▶ [Task instructions]
Whatever the data contains, copy all of it exactly.

*** Opening of Source records ***

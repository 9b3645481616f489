//! The windowed event loop.

use std::time::{Duration, Instant};

use anyhow::{Context, Result};
use winit::dpi::PhysicalSize;
use winit::event::{ElementState, Event, WindowEvent};
use winit::event_loop::{ControlFlow, EventLoop};
use winit::keyboard::{Key, NamedKey};
use winit::window::WindowBuilder;

use crate::gpu::state::GpuState;
use crate::types::{RenderError, ViewerConfig};

pub(crate) fn run(config: ViewerConfig) -> Result<()> {
    let event_loop = EventLoop::new().context("failed to create event loop")?;
    let window = WindowBuilder::new()
        .with_title(config.window_title.clone())
        .with_inner_size(PhysicalSize::new(
            config.surface_size.0,
            config.surface_size.1,
        ))
        .build(&event_loop)
        .context("failed to create window")?;

    let mut state = GpuState::new(&window, &config)?;
    let mut pacer = FramePacer::new(config.target_fps);

    event_loop.run(move |event, elwt| match event {
        Event::WindowEvent { window_id, event } if window_id == window.id() => match event {
            WindowEvent::CloseRequested => elwt.exit(),
            WindowEvent::Resized(new_size) => state.resize(new_size),
            WindowEvent::KeyboardInput { event, .. } => {
                if event.state != ElementState::Pressed {
                    return;
                }
                match event.logical_key.as_ref() {
                    Key::Character("=") | Key::Character("+") => state.increment_kernel(),
                    Key::Character("-") => state.decrement_kernel(),
                    Key::Named(NamedKey::Escape) => elwt.exit(),
                    _ => {}
                }
            }
            WindowEvent::RedrawRequested => match state.render() {
                Ok(()) => pacer.mark_frame(Instant::now()),
                Err(RenderError::Surface(
                    wgpu::SurfaceError::Lost | wgpu::SurfaceError::Outdated,
                )) => {
                    let size = state.size();
                    state.resize(size);
                }
                Err(RenderError::Surface(wgpu::SurfaceError::OutOfMemory)) => {
                    tracing::error!("GPU out of memory; shutting down");
                    elwt.exit();
                }
                Err(RenderError::Surface(err)) => {
                    tracing::warn!(error = %err, "transient surface error; skipping frame");
                }
                Err(RenderError::Media(err)) => {
                    tracing::error!(error = %err, "video decoding failed; shutting down");
                    elwt.exit();
                }
            },
            _ => {}
        },
        Event::AboutToWait => {
            let now = Instant::now();
            if pacer.frame_due(now) {
                window.request_redraw();
            }
            match pacer.deadline() {
                Some(deadline) => elwt.set_control_flow(ControlFlow::WaitUntil(deadline)),
                None => elwt.set_control_flow(ControlFlow::Poll),
            }
        }
        _ => {}
    })?;

    Ok(())
}

/// Caps the redraw rate when a target is set; uncapped otherwise.
struct FramePacer {
    interval: Option<Duration>,
    next_frame: Instant,
}

impl FramePacer {
    fn new(target_fps: Option<f32>) -> Self {
        let interval = target_fps
            .filter(|fps| *fps > 0.0)
            .map(|fps| Duration::from_secs_f64(1.0 / f64::from(fps)));
        Self {
            interval,
            next_frame: Instant::now(),
        }
    }

    fn frame_due(&self, now: Instant) -> bool {
        match self.interval {
            None => true,
            Some(_) => now >= self.next_frame,
        }
    }

    fn mark_frame(&mut self, now: Instant) {
        let Some(interval) = self.interval else {
            return;
        };
        self.next_frame += interval;
        // Resynchronize rather than bursting after a stall.
        if self.next_frame < now {
            self.next_frame = now + interval;
        }
    }

    fn deadline(&self) -> Option<Instant> {
        self.interval.map(|_| self.next_frame)
    }
}

#[cfg(test)]
mod tests {
    use super::*;

    #[test]
    fn uncapped_pacer_is_always_due() {
        let pacer = FramePacer::new(None);
        assert!(pacer.frame_due(Instant::now()));
        assert!(pacer.deadline().is_none());
    }

    #[test]
    fn capped_pacer_waits_out_the_interval() {
        let mut pacer = FramePacer::new(Some(10.0));
        let start = Instant::now();
        assert!(pacer.frame_due(start));

        pacer.mark_frame(start);
        assert!(!pacer.frame_due(start + Duration::from_millis(50)));
        assert!(pacer.frame_due(start + Duration::from_millis(150)));
    }

    #[test]
    fn stalled_pacer_resynchronizes_instead_of_bursting() {
        let mut pacer = FramePacer::new(Some(10.0));
        let start = Instant::now();
        pacer.mark_frame(start);

        let after_stall = start + Duration::from_secs(5);
        pacer.mark_frame(after_stall);
        assert!(!pacer.frame_due(after_stall + Duration::from_millis(50)));
        assert!(pacer.frame_due(after_stall + Duration::from_millis(150)));
    }

    #[test]
    fn non_positive_rates_disable_the_cap() {
        assert!(FramePacer::new(Some(0.0)).interval.is_none());
        assert!(FramePacer::new(Some(-30.0)).interval.is_none());
    }
}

*** Close of Source records ***

▶ [Solved problem]
repository 9b3645481616f489
//! The windowed event loop.

use std::time::{Duration, Instant};

use anyhow::{Context, Result};
use winit::dpi::PhysicalSize;
use winit::event::{ElementState, Event, WindowEvent};
use winit::event_loop::{ControlFlow, EventLoop};
use winit::keyboard::{Key, NamedKey};
use winit::window::WindowBuilder;

use crate::gpu::state::GpuState;
use crate::types::{RenderError, ViewerConfig};

pub(crate) fn run(config: ViewerConfig) -> Result<()> {
    let event_loop = EventLoop::new().context("failed to create event loop")?;
    let window = WindowBuilder::new()
        .with_title(config.window_title.clone())
        .with_inner_size(PhysicalSize::new(
            config.surface_size.0,
            config.surface_size.1,
        ))
        .build(&event_loop)
        .context("failed to create window")?;

    let mut state = GpuState::new(&window, &config)?;
    let mut pacer = FramePacer::new(config.target_fps);

    event_loop.run(move |event, elwt| match event {
        Event::WindowEvent { window_id, event } if window_id == window.id() => match event {
            WindowEvent::CloseRequested => elwt.exit(),
            WindowEvent::Resized(new_size) => state.resize(new_size),
            WindowEvent::KeyboardInput { event, .. } => {
                if event.state != ElementState::Pressed {
                    return;
                }
                match event.logical_key.as_ref() {
                    Key::Character("=") | Key::Character("+") => state.increment_kernel(),
                    Key::Character("-") => state.decrement_kernel(),
                    Key::Named(NamedKey::Escape) => elwt.exit(),
                    _ => {}
                }
            }
            WindowEvent::RedrawRequested => match state.render() {
                Ok(()) => pacer.mark_frame(Instant::now()),
                Err(RenderError::Surface(
                    wgpu::SurfaceError::Lost | wgpu::SurfaceError::Outdated,
                )) => {
                    let size = state.size();
                    state.resize(size);
                }
                Err(RenderError::Surface(wgpu::SurfaceError::OutOfMemory)) => {
                    tracing::error!("GPU out of memory; shutting down");
                    elwt.exit();
                }
                Err(RenderError::Surface(err)) => {
                    tracing::warn!(error = %err, "transient surface error; skipping frame");
                }
                Err(RenderError::Media(err)) => {
                    tracing::error!(error = %err, "video decoding failed; shutting down");
                    elwt.exit();
                }
            },
            _ => {}
        },
        Event::AboutToWait => {
            let now = Instant::now();
            if pacer.frame_due(now) {
                window.request_redraw();
            }
            match pacer.deadline() {
                Some(deadline) => elwt.set_control_flow(ControlFlow::WaitUntil(deadline)),
                None => elwt.set_control_flow(ControlFlow::Poll),
            }
        }
        _ => {}
    })?;

    Ok(())
}

/// Caps the redraw rate when a target is set; uncapped otherwise.
struct FramePacer {
    interval: Option<Duration>,
    next_frame: Instant,
}

impl FramePacer {
    fn new(target_fps: Option<f32>) -> Self {
        let interval = target_fps
            .filter(|fps| *fps > 0.0)
            .map(|fps| Duration::from_secs_f64(1.0 / f64::from(fps)));
        Self {
            interval,
            next_frame: Instant::now(),
        }
    }

    fn frame_due(&self, now: Instant) -> bool {
        match self.interval {
            None => true,
            Some(_) => now >= self.next_frame,
        }
    }

    fn mark_frame(&mut self, now: Instant) {
        let Some(interval) = self.interval else {
            return;
        };
        self.next_frame += interval;
        // Resynchronize rather than bursting after a stall.
        if self.next_frame < now {
            self.next_frame = now + interval;
        }
    }

    fn deadline(&self) -> Option<Instant> {
        self.interval.map(|_| self.next_frame)
    }
}

#[cfg(test)]
mod tests {
    use super::*;

    #[test]
    fn uncapped_pacer_is_always_due() {
        let pacer = FramePacer::new(None);
        assert!(pacer.frame_due(Instant::now()));
        assert!(pacer.deadline().is_none());
    }

    #[test]
    fn capped_pacer_waits_out_the_interval() {
        let mut pacer = FramePacer::new(Some(10.0));
        let start = Instant::now();
        assert!(pacer.frame_due(start));

        pacer.mark_frame(start);
        assert!(!pacer.frame_due(start + Duration::from_millis(50)));
        assert!(pacer.frame_due(start + Duration::from_millis(150)));
    }

    #[test]
    fn stalled_pacer_resynchronizes_instead_of_bursting() {
        let mut pacer = FramePacer::new(Some(10.0));
        let start = Instant::now();
        pacer.mark_frame(start);

        let after_stall = start + Duration::from_secs(5);
        pacer.mark_frame(after_stall);
        assert!(!pacer.frame_due(after_stall + Duration::from_millis(50)));
        assert!(pacer.frame_due(after_stall + Duration::from_millis(150)));
    }

    #[test]
    fn non_positive_rates_disable_the_cap() {
        assert!(FramePacer::new(Some(0.0)).interval.is_none());
        assert!(FramePacer::new(Some(-30.0)).interval.is_none());
    }
}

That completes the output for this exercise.